Особенно любопытна в этом отношении позиция или две позиции «Guerre Sociale». Первым выступил против бедных паяцев всех видов и родов именно нынешняя правая рука Эрве — Леонкавалло, родной брат автора «Паяцев».
Из афиш парижских ревю
«Как! — писал сердитый франко–итальянский публицист, — вы хотите опять разных музыкальных флон–флон, раздеваний, гривуазных шуточек? Как, в то время как наши братья и сыновья сидят в траншеях, мы будем сидеть в ложах? В то время как их оглушают гаубицы, мы будем услаждать свой слух игривыми ритурнелями? В то время как на их глазах, обливаясь кровью и корчась от боли, падают товарищи, мы будем иметь покрытых фальшивыми бриллиантами, пляшущих в корчах напряженного сладострастия жриц веселой любви?»
Патрон, однако, то есть Эрве, на этот раз не поддержал своего фаворита: «Ну, полегче, дорогой Леонкавалло, — писал он. — Разве вы не можете представить себе спектакля или концерта без эротического характера? Разве нельзя найти во французской литературе спектаклей, отвечающих высокому подъему души? Разве музыка не в состоянии звучать в унисон самым торжественным настроениям? Разве Париж не в состоянии создать песен, которые выразят собою нынешние его переживания?»
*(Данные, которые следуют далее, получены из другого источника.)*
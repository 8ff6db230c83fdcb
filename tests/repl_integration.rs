//! End-to-end batch scenarios against the full command tree and the
//! software token backend.

use p11console::commands;
use p11console::repl::command::Context;
use p11console::repl::dispatcher::{Repl, ReplOutcome};
use p11console::token::mock::{MockModule, DEMO_PIN};
use p11console::ConsoleError;

fn repl_with_module() -> Repl {
    let mut ctx = Context::new();
    ctx.module = Some(Box::new(MockModule::new("demo", "/usr/lib/softhsm2.so")));
    Repl::new(commands::build_tree(), ctx)
}

#[tokio::test]
async fn batch_session_lifecycle_closes_cleanly() {
    let script = format!(
        "slot list\\nslot open --slot 0 --pin {}\\nobject list\\nhash --alg sha256 hello\\nclose",
        DEMO_PIN
    );
    let outcome = repl_with_module().run(Some(&script)).await.unwrap();
    assert!(matches!(outcome, ReplOutcome::Closed));
}

#[tokio::test]
async fn batch_error_before_exit_sentinel_is_fatal() {
    // `object list` fails without an open session; the next queued line is
    // the literal `exit` token, so the failure is fatal.
    let script = "slot list\\nobject list --slot 0\\nexit";
    let outcome = repl_with_module().run(Some(script)).await.unwrap();
    assert!(matches!(
        outcome,
        ReplOutcome::Fatal(ConsoleError::Execution(_))
    ));
}

#[tokio::test]
async fn batch_error_with_later_lines_recovers() {
    let script = "object list\\nslot open --slot 0 --pin 1234\\nobject list\\nclose";
    let outcome = repl_with_module().run(Some(script)).await.unwrap();
    assert!(matches!(outcome, ReplOutcome::Closed));
}

#[tokio::test]
async fn unknown_command_reports_resolution_error() {
    let script = "frobnicate\\nexit";
    let outcome = repl_with_module().run(Some(script)).await.unwrap();
    match outcome {
        ReplOutcome::Fatal(ConsoleError::Resolution { token }) => {
            assert_eq!(token, "frobnicate")
        }
        other => panic!("expected resolution failure, got {:?}", other),
    }
}

#[tokio::test]
async fn object_commands_round_trip_handles_through_hex() {
    // Preloaded demo objects get handles 1..=3; delete object 2 by its hex
    // rendering, then close.
    let script = format!(
        "slot open --slot 0 --pin {}\\nobject info --id 2\\nobject delete --id 2\\nclose",
        DEMO_PIN
    );
    let outcome = repl_with_module().run(Some(&script)).await.unwrap();
    assert!(matches!(outcome, ReplOutcome::Closed));
}

#[tokio::test]
async fn deleting_missing_object_then_exit_is_fatal() {
    let script = format!(
        "slot open --slot 0 --pin {}\\nobject delete --id ff\\nexit",
        DEMO_PIN
    );
    let outcome = repl_with_module().run(Some(&script)).await.unwrap();
    assert!(matches!(
        outcome,
        ReplOutcome::Fatal(ConsoleError::Token(_))
    ));
}

#[tokio::test]
async fn close_without_module_still_closes() {
    let ctx = Context::new();
    let mut repl = Repl::new(commands::build_tree(), ctx);
    let outcome = repl.run(Some("close")).await.unwrap();
    assert!(matches!(outcome, ReplOutcome::Closed));
}

#[tokio::test]
async fn module_load_command_installs_backend() {
    let ctx = Context::new();
    let mut repl = Repl::new(commands::build_tree(), ctx);
    let script = "module load --name softtoken\\nmodule info\\nslot list\\nclose";
    let outcome = repl.run(Some(script)).await.unwrap();
    assert!(matches!(outcome, ReplOutcome::Closed));
}
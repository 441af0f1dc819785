//! Exact Hermite and Smith normal forms of integer matrices, and what they
//! are good for: solving linear systems over the integers or modulo a number
//! and computing with integer lattices.
//!
//! All arithmetic is done with arbitrary precision integers, so results are
//! exact.
//!
//! ```
//! use hsnf::{IntegerMatrix, smith_normal_form};
//!
//! let a = IntegerMatrix::from_rows(&[[2, 4, 4], [-6, 6, 12], [10, -4, -16]]);
//! let (d, l, r) = smith_normal_form(&a).unwrap();
//! assert_eq!(d, [[2, 0, 0], [0, 6, 0], [0, 0, 12]]);
//! assert_eq!(l.mul(&a, &hsnf::rings::Z).mul(&r, &hsnf::rings::Z), d);
//! ```

pub mod arith;
pub mod error;
pub mod hnf;
pub mod lattice;
pub mod matrix;
pub mod rings;
pub mod snf;
pub mod solver;
pub mod vector;

pub use error::{Error, Result};
pub use hnf::{
    HnfStyle, NormalForm, column_style_hermite_normal_form, hermite_normal_form,
    row_style_hermite_normal_form,
};
pub use lattice::{
    DualBasis, Lattice, Layout, compute_dual, compute_dual_with_layout, compute_intersection,
    compute_intersection_with_layout, compute_union, compute_union_with_layout, equivalent,
    equivalent_with_layout,
};
pub use matrix::{IntegerMatrix, Matrix, RationalMatrix};
pub use snf::{SmithResult, smith_form, smith_normal_form};
pub use solver::{
    LinearSystemSolution, solve_frobenius_congruent, solve_integer_linear_system,
    solve_modular_integer_linear_system,
};
pub use vector::{IntegerVector, Vector};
<…> Театр в этом отношении не составляет исключения. И в таком случае уж лучше, пожалуй, чтобы двери храмов Талии и Мельпомены оставались закрытыми.
Нельзя ведь, в самом деле, с особой радостью приветствовать перспективу рачительной рукой подобранного и специально взращенного рода патриотических шедевров. Мы не Можем не видеть, что на этом поприще слишком часто достигаются совершенно другие результаты…
<…> Разных песен, претендующих стать народными, написано много. Поются они в большинстве случаев на уже данные напевы. И это не беда. «Карманьола», например, тоже использовала музыку какой–то кафешантанной песенки. Но беда в том, что претендующий на остроумие текст этих песенок представляет собою такие потуги на сатиру, что послушаешь, послушаешь — и только рукой махнешь. Неужели парижское остроумие не в состоянии не то что дать больше, но по крайней мере с пренебрежением отвергнуть подобное?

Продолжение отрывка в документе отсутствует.